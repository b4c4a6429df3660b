//! View module registry: logical path -> asynchronous loader.
//!
//! The registry is built once at startup from the statically known set of
//! admin screens. The compiler only wires up the *capability* to load a
//! view; nothing is awaited until the router first navigates to a node.

use std::collections::HashMap;
use std::fmt;
use std::future::Future;
use std::pin::Pin;
use std::sync::Arc;

/// A loaded view module, opaque to the compiler.
#[derive(Debug, Clone, PartialEq, Eq)]
pub struct ViewModule {
    /// Module name, unique per screen.
    pub name: String,
}

/// Future resolving to a loaded view module.
pub type ViewFuture = Pin<Box<dyn Future<Output = ViewModule> + Send>>;

/// Zero-argument asynchronous view loader.
pub type ViewLoader = Arc<dyn Fn() -> ViewFuture + Send + Sync>;

/// Registry of all view modules discoverable at startup.
#[derive(Default)]
pub struct ViewRegistry {
    loaders: HashMap<String, ViewLoader>,
}

impl ViewRegistry {
    /// Create an empty registry.
    pub fn new() -> Self {
        Self {
            loaders: HashMap::new(),
        }
    }

    /// Register a loader under a logical path.
    pub fn register(&mut self, logical_path: impl Into<String>, loader: ViewLoader) {
        self.loaders.insert(logical_path.into(), loader);
    }

    /// Resolve a loader for a logical component path.
    ///
    /// A leading slash is accepted and normalized away before lookup. A
    /// miss returns `None`; diagnostics belong to the caller, which knows
    /// the owning entry.
    pub fn resolve(&self, logical_path: &str) -> Option<ViewLoader> {
        let normalized = logical_path.strip_prefix('/').unwrap_or(logical_path);
        self.loaders.get(normalized).cloned()
    }

    /// Number of registered views.
    pub fn len(&self) -> usize {
        self.loaders.len()
    }

    /// Whether the registry is empty.
    pub fn is_empty(&self) -> bool {
        self.loaders.is_empty()
    }
}

impl fmt::Debug for ViewRegistry {
    fn fmt(&self, f: &mut fmt::Formatter<'_>) -> fmt::Result {
        f.debug_struct("ViewRegistry")
            .field("views", &self.loaders.len())
            .finish()
    }
}

/// Create a loader that resolves immediately to a named module.
///
/// The asynchronous shape is what the router relies on to defer work to
/// first navigation; the modules themselves carry no I/O here.
pub fn ready_view(name: &'static str) -> ViewLoader {
    Arc::new(move || -> ViewFuture {
        Box::pin(std::future::ready(ViewModule {
            name: name.to_string(),
        }))
    })
}

/// All admin screens of the educational platform.
const BUILTIN_VIEWS: &[&str] = &[
    "content/dashboard/index",
    "content/programs/index",
    "content/programs/builder/index",
    "content/levels/index",
    "content/subjects/index",
    "content/subjects/builder/index",
    "content/lessons/index",
    "content/tasks/index",
    "content/assignments/index",
    "content/assignments/builder",
    "content/assignment-responses/index",
    "content/assignment-responses/show",
    "content/subscriptions/index",
];

/// Build the process-wide registry of every built-in admin screen.
pub fn builtin_views() -> ViewRegistry {
    let mut registry = ViewRegistry::new();
    for &name in BUILTIN_VIEWS {
        registry.register(name, ready_view(name));
    }
    registry
}
//! Absolute route path derivation.

use std::collections::HashSet;

use tracing::warn;

use crate::permission::PermissionEntry;

use super::flatten::FlatIndex;

/// Build the absolute navigation path for an entry by walking its parent
/// chain to the root and joining route segments root-first.
///
/// Dangling parents and cyclic chains are configuration defects: the walk
/// stops where it is, logs, and returns the path accumulated so far. A
/// broken entry must never fail the whole compilation.
pub fn route_path(entry: &PermissionEntry, index: &FlatIndex<'_>) -> String {
    let mut segments = vec![entry.route.as_str()];
    let mut visited: HashSet<&str> = HashSet::new();
    visited.insert(entry.id.as_str());

    let mut current = entry;
    while let Some(parent_id) = current.parent_id.as_deref() {
        let Some(parent) = index.get(parent_id) else {
            warn!(
                id = %current.id,
                parent = %parent_id,
                "parent permission not found, treating node as root"
            );
            break;
        };
        if !visited.insert(parent.id.as_str()) {
            warn!(id = %entry.id, parent = %parent_id, "cyclic permission ancestry, truncating path");
            break;
        }
        segments.push(parent.route.as_str());
        current = parent;
    }

    segments.reverse();
    format!("/{}", segments.join("/"))
}

#[cfg(test)]
#[allow(clippy::unwrap_used, clippy::expect_used)]
mod tests {
    use super::*;
    use crate::permission::parse_permissions;

    #[test]
    fn root_entry_path() {
        let entries =
            parse_permissions(r#"[{"id": "tasks", "kind": "menu", "route": "tasks"}]"#).unwrap();
        let index = FlatIndex::from_entries(&entries);
        assert_eq!(route_path(&entries[0], &index), "/tasks");
    }

    #[test]
    fn nested_path_is_root_first() {
        let entries = parse_permissions(
            r#"[
                {"id": "content", "kind": "catalogue", "route": "content", "children": [
                    {"id": "programs", "parent_id": "content", "kind": "menu", "route": "programs",
                     "children": [
                        {"id": "builder", "parent_id": "programs", "kind": "menu", "route": "builder"}
                     ]}
                ]}
            ]"#,
        )
        .unwrap();

        let index = FlatIndex::from_entries(&entries);
        let builder = index.get("builder").unwrap();
        assert_eq!(route_path(builder, &index), "/content/programs/builder");
    }

    #[test]
    fn dangling_parent_degrades_to_root() {
        let entries = parse_permissions(
            r#"[{"id": "orphan", "parent_id": "missing", "kind": "menu", "route": "orphan"}]"#,
        )
        .unwrap();

        let index = FlatIndex::from_entries(&entries);
        assert_eq!(route_path(&entries[0], &index), "/orphan");
    }

    #[test]
    fn cyclic_ancestry_terminates() {
        let entries = parse_permissions(
            r#"[
                {"id": "a", "parent_id": "b", "kind": "menu", "route": "a"},
                {"id": "b", "parent_id": "a", "kind": "menu", "route": "b"}
            ]"#,
        )
        .unwrap();

        let index = FlatIndex::from_entries(&entries);
        // Best-effort partial paths; the important property is termination.
        assert_eq!(route_path(&entries[0], &index), "/b/a");
        assert_eq!(route_path(&entries[1], &index), "/a/b");
    }
}
//! Permission entries: the declarative source of the navigation tree.
//!
//! Entries arrive from an authorization collaborator (or the built-in
//! default set) once per session and are treated as immutable input to
//! the route compiler.

mod defaults;
mod entry;
mod source;

pub use defaults::default_permissions;
pub use entry::{PermissionEntry, PermissionKind, parse_permissions};
pub use source::{
    FilePermissionSource, PermissionSource, StaticPermissionSource, load_permissions,
};
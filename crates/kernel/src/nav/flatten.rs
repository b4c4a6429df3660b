//! Flattening of nested permission entries into a by-id index.

use std::collections::HashMap;

use tracing::warn;

use crate::permission::PermissionEntry;

/// By-identifier lookup table over every entry reachable via `children`.
///
/// Flattening only removes nesting; `id` and `parent_id` stay untouched
/// so ancestry remains derivable. Callers index by id, not position.
#[derive(Debug, Default)]
pub struct FlatIndex<'a> {
    by_id: HashMap<&'a str, &'a PermissionEntry>,
}

impl<'a> FlatIndex<'a> {
    /// Build the index from an ordered entry sequence.
    ///
    /// Duplicate identifiers are a configuration defect: the last entry
    /// in document order wins and the collision is logged.
    pub fn from_entries(entries: &'a [PermissionEntry]) -> Self {
        let mut by_id = HashMap::new();

        // Explicit work list; `children` is owned tree data so the walk
        // cannot loop, but deep nesting must not exhaust the stack.
        let mut work: Vec<&'a PermissionEntry> = entries.iter().rev().collect();
        while let Some(entry) = work.pop() {
            if by_id.insert(entry.id.as_str(), entry).is_some() {
                warn!(id = %entry.id, "duplicate permission id, last entry wins");
            }
            work.extend(entry.children.iter().rev());
        }

        Self { by_id }
    }

    /// Look up an entry by identifier.
    pub fn get(&self, id: &str) -> Option<&'a PermissionEntry> {
        self.by_id.get(id).copied()
    }

    /// Number of distinct identifiers indexed.
    pub fn len(&self) -> usize {
        self.by_id.len()
    }

    /// Whether the index is empty.
    pub fn is_empty(&self) -> bool {
        self.by_id.is_empty()
    }
}
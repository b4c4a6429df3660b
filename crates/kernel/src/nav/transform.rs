//! Permission -> route transformation.
//!
//! Kind-dispatched compilation: catalogues become grouping containers
//! with a first-child redirect, menus become lazily loaded views. A
//! broken entry degrades to an elementless or root-placed node and is
//! logged; it never takes down the rest of the tree.

use tracing::error;

use crate::permission::{PermissionEntry, PermissionKind};

use super::flatten::FlatIndex;
use super::path::route_path;
use super::route::{Element, LoadingFallback, RouteMeta, RouteNode};
use super::views::ViewRegistry;

/// Compile a permission sequence into router-ready nodes.
///
/// Pure modulo the asynchronous loads it wires but never executes:
/// identical input yields structurally identical output, and input
/// entries are never mutated.
pub fn compile_routes(entries: &[PermissionEntry], views: &ViewRegistry) -> Vec<RouteNode> {
    let index = FlatIndex::from_entries(entries);
    compile_level(entries, &index, views)
}

fn compile_level(
    entries: &[PermissionEntry],
    index: &FlatIndex<'_>,
    views: &ViewRegistry,
) -> Vec<RouteNode> {
    entries
        .iter()
        .map(|entry| match entry.kind {
            PermissionKind::Catalogue => catalogue_route(entry, index, views),
            PermissionKind::Menu => menu_route(entry, index, views),
        })
        .collect()
}

/// Strip a stray leading slash so child paths stay relative.
fn relative(route: &str) -> String {
    route.strip_prefix('/').unwrap_or(route).to_string()
}

/// Shared node skeleton: normalized relative path plus metadata.
fn base_route(entry: &PermissionEntry, index: &FlatIndex<'_>) -> RouteNode {
    RouteNode {
        path: relative(&entry.route),
        index: false,
        element: None,
        children: Vec::new(),
        meta: Some(RouteMeta {
            key: route_path(entry, index),
            label: entry.label.clone(),
            icon: entry.icon.clone(),
            hide_menu: entry.hidden,
            hide_tab: entry.hide_tab.unwrap_or(false),
            disabled: entry.disabled,
            frame_src: entry.frame_src.clone(),
            new_feature: entry.new_feature,
            order: entry.order,
        }),
    }
}

fn catalogue_route(
    entry: &PermissionEntry,
    index: &FlatIndex<'_>,
    views: &ViewRegistry,
) -> RouteNode {
    let mut node = base_route(entry, index);

    // Catalogues never appear in the tab bar.
    if let Some(meta) = node.meta.as_mut() {
        meta.hide_tab = true;
    }

    // Root catalogues provide the mount point for all descendants.
    if entry.is_root() {
        node.element = Some(Element::Outlet {
            fallback: LoadingFallback,
        });
    }

    node.children = compile_level(&entry.children, index, views);

    // Visiting a grouping path with no explicit child selection lands on
    // the first declared child, regardless of order or hidden flags.
    if let Some(first) = entry.children.first() {
        node.children.insert(
            0,
            RouteNode {
                path: String::new(),
                index: true,
                element: Some(Element::Redirect {
                    to: relative(&first.route),
                }),
                children: Vec::new(),
                meta: None,
            },
        );
    }

    node
}

fn menu_route(entry: &PermissionEntry, index: &FlatIndex<'_>, views: &ViewRegistry) -> RouteNode {
    let mut node = base_route(entry, index);

    if let Some(component) = entry.component.as_deref() {
        match views.resolve(component) {
            Some(loader) => {
                node.element = Some(match entry.frame_src.clone() {
                    Some(src) => Element::Frame { loader, src },
                    None => Element::View {
                        loader,
                        fallback: LoadingFallback,
                    },
                });
            }
            None => {
                // Elementless node: still navigable structure, no view.
                error!(
                    id = %entry.id,
                    component = %component,
                    "no view module registered for component path"
                );
            }
        }
    }

    // Menu entries may carry sub-menus.
    if !entry.children.is_empty() {
        node.children = compile_level(&entry.children, index, views);
    }

    node
}

#[cfg(test)]
#[allow(clippy::unwrap_used, clippy::expect_used)]
mod tests {
    use super::*;
    use crate::nav::views::builtin_views;
    use crate::permission::parse_permissions;

    fn compile(json: &str) -> Vec<RouteNode> {
        let entries = parse_permissions(json).unwrap();
        compile_routes(&entries, &builtin_views())
    }

    #[test]
    fn root_catalogue_gets_outlet_and_hidden_tab() {
        let routes = compile(
            r#"[{"id": "content", "kind": "catalogue", "route": "content", "hide_tab": false}]"#,
        );

        let node = &routes[0];
        assert_eq!(node.element.as_ref().unwrap().kind(), "outlet");
        assert!(node.meta.as_ref().unwrap().hide_tab);
        assert!(node.children.is_empty());
    }

    #[test]
    fn nested_catalogue_has_no_outlet() {
        let routes = compile(
            r#"[
                {"id": "content", "kind": "catalogue", "route": "content", "children": [
                    {"id": "grading", "parent_id": "content", "kind": "catalogue", "route": "grading"}
                ]}
            ]"#,
        );

        // children[0] is the synthetic redirect, children[1] the catalogue.
        let nested = &routes[0].children[1];
        assert!(nested.element.is_none());
    }

    #[test]
    fn frame_src_parameterizes_the_element() {
        let routes = compile(
            r#"[{"id": "docs", "kind": "menu", "route": "docs",
                 "component": "content/tasks/index",
                 "frame_src": "https://docs.example.com"}]"#,
        );

        match routes[0].element.as_ref().unwrap() {
            Element::Frame { src, .. } => assert_eq!(src, "https://docs.example.com"),
            other => panic!("expected frame element, got {}", other.kind()),
        }
    }

    #[test]
    fn menu_without_component_is_a_navigation_bucket() {
        let routes = compile(
            r#"[
                {"id": "ops", "kind": "menu", "route": "ops", "children": [
                    {"id": "tasks", "parent_id": "ops", "kind": "menu", "route": "tasks",
                     "component": "content/tasks/index"}
                ]}
            ]"#,
        );

        let node = &routes[0];
        assert!(node.element.is_none());
        assert_eq!(node.children.len(), 1);
        assert_eq!(node.children[0].element.as_ref().unwrap().kind(), "view");
    }

    #[test]
    fn leading_slash_in_route_is_normalized() {
        let routes = compile(
            r#"[{"id": "tasks", "kind": "menu", "route": "/tasks",
                 "component": "content/tasks/index"}]"#,
        );

        assert_eq!(routes[0].path, "tasks");
    }
}
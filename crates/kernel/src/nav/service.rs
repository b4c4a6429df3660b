//! Memoized route compilation service.
//!
//! The compiler itself is pure; this service owns the process-wide cache
//! keyed by permission-set fingerprint so an unchanged permission set
//! never recompiles.

use std::hash::{DefaultHasher, Hash, Hasher};
use std::sync::Arc;

use dashmap::DashMap;
use tracing::debug;

use crate::permission::PermissionEntry;

use super::route::RouteNode;
use super::transform::compile_routes;
use super::views::ViewRegistry;

/// Compiles permission sets into route trees, memoizing by input identity.
#[derive(Clone)]
pub struct NavService {
    inner: Arc<NavServiceInner>,
}

struct NavServiceInner {
    /// Process-wide view registry.
    views: Arc<ViewRegistry>,

    /// Cache of permission-set fingerprint -> compiled tree.
    compiled: DashMap<u64, Arc<Vec<RouteNode>>>,
}

impl NavService {
    /// Create a service over a view registry.
    pub fn new(views: Arc<ViewRegistry>) -> Self {
        Self {
            inner: Arc::new(NavServiceInner {
                views,
                compiled: DashMap::new(),
            }),
        }
    }

    /// Compile (or reuse) the route tree for a permission set.
    pub fn routes_for(&self, permissions: &[PermissionEntry]) -> Arc<Vec<RouteNode>> {
        let key = fingerprint(permissions);

        if let Some(cached) = self.inner.compiled.get(&key) {
            debug!(key, "navigation cache hit");
            return cached.value().clone();
        }

        let routes = Arc::new(compile_routes(permissions, &self.inner.views));
        self.inner.compiled.insert(key, routes.clone());
        debug!(key, roots = routes.len(), "navigation tree compiled");
        routes
    }

    /// Drop every cached tree.
    ///
    /// Call this when the permission set changes identity. Superseded
    /// trees are simply discarded; an in-flight view load resolving
    /// against one has no side effects.
    pub fn invalidate_all(&self) {
        self.inner.compiled.clear();
    }

    /// Number of cached trees (for monitoring).
    pub fn cache_size(&self) -> usize {
        self.inner.compiled.len()
    }

    /// The view registry backing compilation.
    pub fn views(&self) -> &Arc<ViewRegistry> {
        &self.inner.views
    }
}

/// Structural fingerprint of a permission sequence.
fn fingerprint(permissions: &[PermissionEntry]) -> u64 {
    let mut hasher = DefaultHasher::new();
    permissions.hash(&mut hasher);
    hasher.finish()
}
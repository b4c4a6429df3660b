//! Application error types.

use thiserror::Error;

/// Application errors.
///
/// These cover the ingestion boundary only; configuration defects inside
/// a parsed permission set (dangling parents, unresolved views, cycles,
/// duplicate ids) are recovered locally by the compiler and surfaced as
/// diagnostics, never as errors.
#[derive(Debug, Error)]
pub enum AppError {
    #[error("failed to read permission document")]
    Io(#[from] std::io::Error),

    #[error("failed to parse permission document")]
    Parse(#[from] serde_json::Error),
}

/// Result type alias using AppError.
pub type AppResult<T> = Result<T, AppError>;
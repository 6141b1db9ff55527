//! Newtype ID for type-safe product references.

use serde::{Deserialize, Serialize};

/// Identifier of a product within the loaded catalog.
///
/// Product ids come from the data source as opaque strings (e.g. `p1`).
/// Within one session's catalog an id uniquely identifies a product; the
/// catalog loader rejects duplicates at load time.
#[derive(Debug, Clone, PartialEq, Eq, Hash, Serialize, Deserialize)]
#[serde(transparent)]
pub struct ProductId(String);

impl ProductId {
    /// Create a new ID from a string value.
    #[must_use]
    pub fn new(id: impl Into<String>) -> Self {
        Self(id.into())
    }

    /// Get the underlying string value.
    #[must_use]
    pub fn as_str(&self) -> &str {
        &self.0
    }
}

impl std::fmt::Display for ProductId {
    fn fmt(&self, f: &mut std::fmt::Formatter<'_>) -> std::fmt::Result {
        write!(f, "{}", self.0)
    }
}

impl From<String> for ProductId {
    fn from(id: String) -> Self {
        Self(id)
    }
}

impl From<&str> for ProductId {
    fn from(id: &str) -> Self {
        Self(id.to_string())
    }
}

impl PartialEq<str> for ProductId {
    fn eq(&self, other: &str) -> bool {
        self.0 == other
    }
}
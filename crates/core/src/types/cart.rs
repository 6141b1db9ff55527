//! Session-scoped shopping cart.
//!
//! The cart is an ordered list of product snapshots. There is no quantity
//! field and no single-item removal: adding the same product twice yields
//! two entries, and the only destructive operation is `clear`. This
//! mirrors the storefront's observed behavior exactly.

use rust_decimal::Decimal;
use serde::{Deserialize, Serialize};

use super::{Product, ProductId};

/// A snapshot of a product's fields at the moment it was added.
///
/// Independent of the source `Product`: later catalog changes (a fresh
/// load in a new session, say) never affect items already in a cart.
#[derive(Debug, Clone, PartialEq, Serialize, Deserialize)]
pub struct CartItem {
    pub product_id: ProductId,
    pub name: String,
    pub price: Decimal,
    pub image: String,
}

impl From<&Product> for CartItem {
    fn from(product: &Product) -> Self {
        Self {
            product_id: product.id.clone(),
            name: product.name.clone(),
            price: product.price,
            image: product.image.clone(),
        }
    }
}

/// Ordered sequence of cart items, insertion order preserved.
///
/// Serialized into the session between requests; starts empty.
#[derive(Debug, Clone, Default, PartialEq, Serialize, Deserialize)]
pub struct Cart {
    items: Vec<CartItem>,
}

impl Cart {
    /// Create an empty cart.
    #[must_use]
    pub const fn new() -> Self {
        Self { items: Vec::new() }
    }

    /// Append a snapshot of `product`.
    ///
    /// Always succeeds; does not check or decrement stock.
    pub fn add(&mut self, product: &Product) {
        self.items.push(CartItem::from(product));
    }

    /// Remove every item.
    pub fn clear(&mut self) {
        self.items.clear();
    }

    /// Sum of item prices in current cart order.
    ///
    /// Recomputed on every call; nothing is cached.
    #[must_use]
    pub fn total(&self) -> Decimal {
        self.items.iter().map(|item| item.price).sum()
    }

    /// Items in insertion order.
    #[must_use]
    pub fn items(&self) -> &[CartItem] {
        &self.items
    }

    /// Number of items (duplicates counted separately).
    #[must_use]
    pub fn len(&self) -> usize {
        self.items.len()
    }

    /// Whether the cart holds no items.
    #[must_use]
    pub fn is_empty(&self) -> bool {
        self.items.is_empty()
    }
}

#[cfg(test)]
mod tests {
    use super::*;

    fn product(id: &str, price: Decimal) -> Product {
        Product {
            id: ProductId::new(id),
            name: format!("Producto {id}"),
            price,
            stock: 5,
            image: format!("https://example.com/{id}.jpg"),
        }
    }

    #[test]
    fn test_empty_cart_total_is_zero() {
        let cart = Cart::new();
        assert!(cart.is_empty());
        assert_eq!(cart.total(), Decimal::ZERO);
    }

    #[test]
    fn test_add_same_product_twice_keeps_two_entries() {
        let p1 = product("p1", Decimal::new(250, 0));
        let mut cart = Cart::new();
        cart.add(&p1);
        cart.add(&p1);

        assert_eq!(cart.len(), 2);
        assert_eq!(cart.total(), Decimal::new(500, 0));
    }

    #[test]
    fn test_total_is_order_independent() {
        let p1 = product("p1", Decimal::new(250, 0));
        let p2 = product("p2", Decimal::new(1205, 1));

        let mut forward = Cart::new();
        forward.add(&p1);
        forward.add(&p2);

        let mut backward = Cart::new();
        backward.add(&p2);
        backward.add(&p1);

        assert_eq!(forward.total(), backward.total());
        assert_eq!(forward.total(), Decimal::new(3705, 1));
    }

    #[test]
    fn test_clear_empties_cart() {
        let mut cart = Cart::new();
        cart.add(&product("p1", Decimal::new(10, 0)));
        cart.add(&product("p2", Decimal::new(20, 0)));

        cart.clear();

        assert!(cart.is_empty());
        assert_eq!(cart.total(), Decimal::ZERO);
    }

    #[test]
    fn test_item_is_a_snapshot_of_product_fields() {
        let p1 = product("p1", Decimal::new(250, 0));
        let mut cart = Cart::new();
        cart.add(&p1);

        let item = cart.items().first().expect("one item");
        assert_eq!(item.product_id, p1.id);
        assert_eq!(item.name, p1.name);
        assert_eq!(item.price, p1.price);
        assert_eq!(item.image, p1.image);
    }

    #[test]
    fn test_cart_round_trips_through_serde() {
        let mut cart = Cart::new();
        cart.add(&product("p1", Decimal::new(250, 0)));

        let json = serde_json::to_string(&cart).expect("serialize");
        let restored: Cart = serde_json::from_str(&json).expect("deserialize");

        assert_eq!(restored, cart);
    }
}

What needs to be done: Your answer should be a single number: the count of lines above that contain the word "kernel".

Response area: 3